We had some shining examples of this behavior from the left in the recent union protests. In Wisconsin, two state senators received death threats, which stated that “The only good Republican is a dead Republican,” and suggested that the senators “make your peace with god as soon as possible and say goodbye to your loved ones,” because they were going to be killed. I’m not saying that the death threat was a suggestion, or something to be inferred. The letter clearly states “We will ‘get rid of’ (in which I mean kill) you.” There’s no other way to construe that.
It’s not just an unbalanced outlier, either. Harsh language is coming from elected officials as well. Rep. Michael Capuano of Massachusetts told union protestors that they should be willing to “go out on the streets and get a little bloody when necessary.” Was this one hotheaded moment from Capuano? Nope. The month before, he said there was “nothing wrong with throwing a coffee cup at someone if you’re doing it for human rights.” He doesn’t seem too concerned with violence, as long as it’s the left against the right. These are clearly threats to personal safety, unlike the use of target imagery, which was trotted out time and again as an example of those on the right trying to stir up violence.

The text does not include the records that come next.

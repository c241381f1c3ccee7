//! # Multi-chain contract-ABI resolution service
//!
//! Given a chain id, a contract address, and an RPC endpoint, resolves
//! the contract's ABI together with proxy metadata: whether the address
//! is a proxy, the implementation it points at, and whether the ABI had
//! to be recovered by decompilation.
//!
//! ## How a request flows
//!
//! - **Validate**: chain id, address, and RPC URL are checked up front.
//! - **Cache**: resolved records are kept in memory for the process
//!   lifetime, keyed by `"{chainId}-{address}"`.
//! - **Proxy detection**: eight concurrent probes classify the contract
//!   against the known proxy standards (EIP-1167, EIP-1967 direct and
//!   beacon, EIP-1822, OpenZeppelin legacy, and the
//!   `implementation()`-style call interfaces); the first positive
//!   answer wins and the rest are cancelled.
//! - **ABI lookup**: verified ABI from the chain's block explorer when
//!   one is registered, with fallback to the Heimdall decompiler.
//!
//! ## Module Structure
//!
//! - `rpc`: chain access over JSON-RPC (bytecode, storage, `eth_call`)
//! - `proxy`: the proxy-target detection engine
//! - `explorer`: Etherscan-family verified-ABI lookup
//! - `decompiler`: Heimdall decompilation client
//! - `cache`: process-lifetime ABI cache
//! - `resolver`: the resolution pipeline tying the above together
//! - `server`: axum HTTP edge
//! - `config`: chain registry and service configuration
//! - `errors`: error taxonomy
//! - `types`: core data structures

pub mod cache;
pub mod config;
pub mod decompiler;
pub mod errors;
pub mod explorer;
pub mod proxy;
pub mod resolver;
pub mod rpc;
pub mod server;
pub mod traits;
pub mod types;

#[cfg(test)]
pub(crate) mod test_support;

// Re-export the core surface for easier access
pub use cache::AbiCache;
pub use config::{default_explorer_registry, ExplorerRegistry, ServiceConfig};
pub use decompiler::HeimdallClient;
pub use errors::{
    DecompilerError, DetectError, ExplorerError, ResolveError, RpcError,
};
pub use explorer::EtherscanApi;
pub use proxy::detect_proxy_target;
pub use resolver::AbiResolver;
pub use rpc::HttpChainRpc;
pub use traits::{ChainRpc, ExplorerApi};
pub use types::{AbiResponse, CacheRecord, ProxyInfo, ProxyKind};

// Re-export the primitives stack for convenience
pub use alloy;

On the contrary, they’re trying to make it personal. Right now, on the Democratic Congressional Campaign’s Facebook page, the topic of discussion is “Tell us who you think the worst Republican in America is.” This is not a something posted by some random fan, this is their official status message. After accepting nominations for a few days, the DCC is now whittling it down to a final list on which to vote. It’s like a primary, but run by the mean kids in high school.
Nominations range from actual people (Boehner, Gingrich, and the dreaded Palin), to those scoundrels at Fox News and Wall Street. I particularly like comments from people who don’t even pretend to be fully informed, such as the people who responded “the governor of Wisconsin,” and people who were just plain wrong (James Carville? Not a republican). We also got witty replies, such as “Scarah Paylin” and the inevitable Boehner jokes (his name looks like a naughty word! That is comedy gold!).

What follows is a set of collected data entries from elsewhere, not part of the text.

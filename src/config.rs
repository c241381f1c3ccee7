//! Service configuration and the per-chain explorer registry

use std::collections::HashMap;
use std::sync::Arc;

use once_cell::sync::Lazy;

use crate::explorer::EtherscanApi;
use crate::traits::ExplorerApi;

/// Mapping from chain id to the explorer that can serve it
pub type ExplorerRegistry = HashMap<u64, Arc<dyn ExplorerApi>>;

/// Supported chains: (chain id, explorer base URL, API-key env var)
static SUPPORTED_CHAINS: Lazy<Vec<(u64, &'static str, &'static str)>> = Lazy::new(|| {
    vec![
        (1, "https://api.etherscan.io/api", "ETHEREUM_API_KEY"),
        (
            11155111,
            "https://api-sepolia.etherscan.io/api",
            "SEPOLIA_API_KEY",
        ),
        (
            10,
            "https://api-optimistic.etherscan.io/api",
            "OPTIMISM_API_KEY",
        ),
        (56, "https://api.bscscan.com/api", "BSC_API_KEY"),
        (8453, "https://api.basescan.org/api", "BASE_API_KEY"),
        (137, "https://api.polygonscan.com/api", "POLYGON_API_KEY"),
    ]
});

/// Build the registry of every supported chain.
///
/// API keys are not checked here; a missing key surfaces per request so
/// that partially-configured deployments still serve the chains they
/// have keys for.
pub fn default_explorer_registry() -> ExplorerRegistry {
    SUPPORTED_CHAINS
        .iter()
        .map(|(chain_id, base_url, env_key)| {
            (
                *chain_id,
                Arc::new(EtherscanApi::new(*base_url, *env_key)) as Arc<dyn ExplorerApi>,
            )
        })
        .collect()
}

/// Listener configuration for the HTTP edge.
#[derive(Debug, Clone)]
pub struct ServiceConfig {
    pub host: String,
    pub port: u16,
}

impl ServiceConfig {
    /// Read `HOST` / `PORT` from the environment, defaulting to
    /// `0.0.0.0:8080`.
    pub fn from_env() -> Self {
        let host = std::env::var("HOST").unwrap_or_else(|_| "0.0.0.0".to_string());
        let port = std::env::var("PORT")
            .ok()
            .and_then(|raw| raw.parse().ok())
            .unwrap_or(8080);
        Self { host, port }
    }
}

Were this some random fan who posted the question, it would be one thing. However, the official group posted it. They posted it three different times (just in case anyone missed it.) Democrats know that they are failing miserably on policy-related issues, so they’re diverting attention. How are they doing this? By using the hateful rhetoric that they like to pretend belongs to the right.
Apparently, the comments are not being moderated, either. I was going to post some examples, but many are just too gross to repeat. The amount of vulgar “humor” should have been surprising but, alas, it is not. Can it be that the DCC is not interested in keeping a tone of civility?
In case you were wondering, the Republican Congressional Campaign’s status is a link to an Obamacare article. You know…Obamacare? It’s an actual issue.